Water Energy Matters

Issues related to the water-energy nexus

What is the government doing about this?


Inaction at the federal level
In 2005, Congress mandated a federal water and energy roadmap. The Department of Energy partially responded to the call in December 2006 with a report on the interdependency of energy and water called  “Energy Demands on Water Resources.” Yet, to date, there is still no national research program directly aimed at understanding the intimate and complex relationship between water and energy in a comprehensive way.

Growing energy demands in the arid U.S. West

The greatest increases in population growth will happen in some of the U.S.’s most water-scarce areas. (Image courtesy of National Renewable Energy Laboratory)

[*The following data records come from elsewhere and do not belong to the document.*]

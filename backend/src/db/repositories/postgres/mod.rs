//! Postgres repository implementation using Diesel.
//!
//! The `persons` table is created by the embedded migrations in
//! `migrations/`. Email uniqueness is enforced by the `persons_email_key`
//! constraint; violations come back as
//! [`RepositoryError::ConflictError`].
//!
//! ## Features
//!
//! - Connection pooling with r2d2
//! - Automatic migration execution
//!
//! Every operation runs once. A connection or query failure is returned to
//! the caller as is.
//!
//! ## Configuration
//!
//! Environment variables:
//! - `DATABASE_URL` or `PG_DATABASE_URL`: Connection string (required)
//! - `PG_POOL_MAX`: Maximum pool size (default: 10)
//! - `PG_POOL_MIN`: Minimum pool size (default: 1)
//! - `PG_CONN_TIMEOUT_SEC`: Connection timeout in seconds (default: 30)
//! - `PG_IDLE_TIMEOUT_SEC`: Idle connection timeout in seconds (default: 600)

use async_trait::async_trait;
use chrono::Utc;
use diesel::dsl::exists;
use diesel::pg::PgConnection;
use diesel::prelude::*;
use diesel::r2d2::{ConnectionManager, Pool};
use diesel::sql_query;
use diesel_migrations::{embed_migrations, EmbeddedMigrations, MigrationHarness};
use log::debug;
use std::time::Duration;
use tokio::task;

use crate::db::repository::{ErrorContext, PersonRepository, RepositoryError, RepositoryResult};
use crate::models::{Person, PersonId};

mod models;
mod schema;

use models::{NewPersonRow, PersonChangeset, PersonRow};
use schema::persons;

type PgPool = Pool<ConnectionManager<PgConnection>>;

const MIGRATIONS: EmbeddedMigrations = embed_migrations!("src/db/repositories/postgres/migrations");

/// Configuration for connecting to Postgres.
#[derive(Debug, Clone, PartialEq)]
pub struct PostgresConfig {
    /// Database connection URL
    pub database_url: String,
    /// Maximum number of connections in the pool
    pub max_pool_size: u32,
    /// Minimum number of connections in the pool
    pub min_pool_size: u32,
    /// Connection timeout in seconds
    pub connection_timeout_sec: u64,
    /// Idle connection timeout in seconds
    pub idle_timeout_sec: u64,
}

impl Default for PostgresConfig {
    fn default() -> Self {
        Self {
            database_url: String::new(),
            max_pool_size: 10,
            min_pool_size: 1,
            connection_timeout_sec: 30,
            idle_timeout_sec: 600,
        }
    }
}

fn env_or<T: std::str::FromStr>(key: &str, default: T) -> T {
    std::env::var(key)
        .ok()
        .and_then(|v| v.parse::<T>().ok())
        .unwrap_or(default)
}

impl PostgresConfig {
    /// Create configuration from environment variables.
    ///
    /// See the module documentation for the variables and their defaults.
    pub fn from_env() -> Result<Self, String> {
        let database_url = std::env::var("DATABASE_URL")
            .or_else(|_| std::env::var("PG_DATABASE_URL"))
            .map_err(|_| "DATABASE_URL or PG_DATABASE_URL must be set".to_string())?;

        let defaults = Self::default();
        Ok(Self {
            database_url,
            max_pool_size: env_or("PG_POOL_MAX", defaults.max_pool_size),
            min_pool_size: env_or("PG_POOL_MIN", defaults.min_pool_size),
            connection_timeout_sec: env_or("PG_CONN_TIMEOUT_SEC", defaults.connection_timeout_sec),
            idle_timeout_sec: env_or("PG_IDLE_TIMEOUT_SEC", defaults.idle_timeout_sec),
        })
    }

    /// Create a new configuration with a database URL.
    pub fn with_url(database_url: impl Into<String>) -> Self {
        Self {
            database_url: database_url.into(),
            ..Default::default()
        }
    }
}

/// Diesel-backed repository for Postgres.
#[derive(Clone, Debug)]
pub struct PostgresRepository {
    pool: PgPool,
}

impl PostgresRepository {
    /// Create a new repository and run pending migrations.
    ///
    /// # Returns
    /// * `Ok(PostgresRepository)` on success
    /// * `Err(RepositoryError)` if connection or migration fails
    pub fn new(config: PostgresConfig) -> RepositoryResult<Self> {
        let manager = ConnectionManager::<PgConnection>::new(&config.database_url);

        let pool = Pool::builder()
            .max_size(config.max_pool_size)
            .min_idle(Some(config.min_pool_size))
            .connection_timeout(Duration::from_secs(config.connection_timeout_sec))
            .idle_timeout(Some(Duration::from_secs(config.idle_timeout_sec)))
            .test_on_check_out(true)
            .build(manager)
            .map_err(|e| {
                RepositoryError::from(e).with_context(
                    ErrorContext::new("create_pool")
                        .with_details(format!("max_size={}", config.max_pool_size)),
                )
            })?;

        {
            let mut conn = pool
                .get()
                .map_err(|e| RepositoryError::from(e).with_operation("run_migrations"))?;
            Self::run_migrations(&mut conn)?;
        }

        Ok(Self { pool })
    }

    fn run_migrations(conn: &mut PgConnection) -> RepositoryResult<()> {
        let applied = conn.run_pending_migrations(MIGRATIONS).map_err(|e| {
            RepositoryError::internal(format!("Migration failed: {}", e))
                .with_operation("run_migrations")
        })?;
        debug!("Applied {} pending migration(s)", applied.len());

        Ok(())
    }

    /// Run `f` on a pooled connection, off the async runtime.
    async fn with_conn<T, F>(&self, f: F) -> RepositoryResult<T>
    where
        T: Send + 'static,
        F: FnOnce(&mut PgConnection) -> RepositoryResult<T> + Send + 'static,
    {
        let pool = self.pool.clone();

        task::spawn_blocking(move || {
            let mut conn = pool.get()?;
            f(&mut conn)
        })
        .await
        .map_err(|e| {
            RepositoryError::internal(format!("Task join error: {}", e))
                .with_operation("spawn_blocking")
        })?
    }
}

fn person_error(operation: &'static str) -> impl Fn(diesel::result::Error) -> RepositoryError {
    move |err| RepositoryError::from(err).with_operation(operation)
}

fn rows_to_persons(rows: Vec<PersonRow>) -> Vec<Person> {
    rows.into_iter().map(Person::from).collect()
}

#[async_trait]
impl PersonRepository for PostgresRepository {
    async fn health_check(&self) -> RepositoryResult<bool> {
        self.with_conn(|conn| {
            sql_query("SELECT 1")
                .execute(conn)
                .map_err(person_error("health_check"))?;
            Ok(true)
        })
        .await
    }

    async fn save(&self, person: &Person) -> RepositoryResult<Person> {
        let person = person.clone();
        self.with_conn(move |conn| {
            let row = match person.id {
                None => diesel::insert_into(persons::table)
                    .values(NewPersonRow::from(&person))
                    .returning(PersonRow::as_returning())
                    .get_result(conn)
                    .map_err(person_error("save"))?,
                Some(id) => diesel::update(persons::table.find(id.value()))
                    .set(PersonChangeset::from_person(&person, Utc::now()))
                    .returning(PersonRow::as_returning())
                    .get_result(conn)
                    .map_err(|e| match e {
                        diesel::result::Error::NotFound => {
                            RepositoryError::not_found(format!("Person {} not found", id))
                                .with_context(
                                    ErrorContext::new("save")
                                        .with_entity("person")
                                        .with_entity_id(id),
                                )
                        }
                        other => person_error("save")(other),
                    })?,
            };
            Ok(Person::from(row))
        })
        .await
    }

    async fn delete_by_id(&self, id: PersonId) -> RepositoryResult<()> {
        self.with_conn(move |conn| {
            diesel::delete(persons::table.find(id.value()))
                .execute(conn)
                .map_err(person_error("delete_by_id"))?;
            Ok(())
        })
        .await
    }

    async fn find_by_id(&self, id: PersonId) -> RepositoryResult<Option<Person>> {
        self.with_conn(move |conn| {
            let row = persons::table
                .find(id.value())
                .select(PersonRow::as_select())
                .first(conn)
                .optional()
                .map_err(person_error("find_by_id"))?;
            Ok(row.map(Person::from))
        })
        .await
    }

    async fn find_all(&self) -> RepositoryResult<Vec<Person>> {
        self.with_conn(|conn| {
            let rows = persons::table
                .select(PersonRow::as_select())
                .order(persons::id.asc())
                .load(conn)
                .map_err(person_error("find_all"))?;
            Ok(rows_to_persons(rows))
        })
        .await
    }

    async fn find_by_email(&self, email: &str) -> RepositoryResult<Option<Person>> {
        let email = email.to_string();
        self.with_conn(move |conn| {
            let row = persons::table
                .filter(persons::email.eq(&email))
                .select(PersonRow::as_select())
                .first(conn)
                .optional()
                .map_err(person_error("find_by_email"))?;
            Ok(row.map(Person::from))
        })
        .await
    }

    async fn find_by_last_name(&self, last_name: &str) -> RepositoryResult<Vec<Person>> {
        let last_name = last_name.to_string();
        self.with_conn(move |conn| {
            let rows = persons::table
                .filter(persons::last_name.eq(&last_name))
                .select(PersonRow::as_select())
                .order(persons::id.asc())
                .load(conn)
                .map_err(person_error("find_by_last_name"))?;
            Ok(rows_to_persons(rows))
        })
        .await
    }

    async fn find_by_age_greater_than(&self, age: i32) -> RepositoryResult<Vec<Person>> {
        self.with_conn(move |conn| {
            // NULL ages never satisfy `age > $1`
            let rows = persons::table
                .filter(persons::age.gt(age))
                .select(PersonRow::as_select())
                .order(persons::id.asc())
                .load(conn)
                .map_err(person_error("find_by_age_greater_than"))?;
            Ok(rows_to_persons(rows))
        })
        .await
    }

    async fn exists_by_email(&self, email: &str) -> RepositoryResult<bool> {
        let email = email.to_string();
        self.with_conn(move |conn| {
            diesel::select(exists(persons::table.filter(persons::email.eq(&email))))
                .get_result::<bool>(conn)
                .map_err(person_error("exists_by_email"))
        })
        .await
    }

    async fn exists_by_id(&self, id: PersonId) -> RepositoryResult<bool> {
        self.with_conn(move |conn| {
            diesel::select(exists(persons::table.find(id.value())))
                .get_result::<bool>(conn)
                .map_err(person_error("exists_by_id"))
        })
        .await
    }
}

There is growing concern whether an appropriately-routed and affordable supply of water will exist to support the U.S.’s growing electricity demands, in particular around matching geographical water availability to energy need. For example, in the 1990’s, the largest regional population growth of 25% occurred west of the Rocky Mountains, one of the most water deficient regions in the U.S. Water consumption in the western U.S. is much higher than other regions because of farming demands. It is estimated that over one million gallons of water is needed each year to irrigate one acre of farmland in arid conditions. This means that in 2000, the majority of freshwater withdrawals (86 percent) and irrigated acres (75 percent) were in the western states.

Managing water and energy together at the state level
State lawmakers and natural resource managers have traditionally addressed water and energy as two separate issues. However, water and energy are deeply connected, so the sustainability of one requires consideration of the other. Thus, resource managers and lawmakers in many places are beginning to take a more holistic approach to the management of water and energy.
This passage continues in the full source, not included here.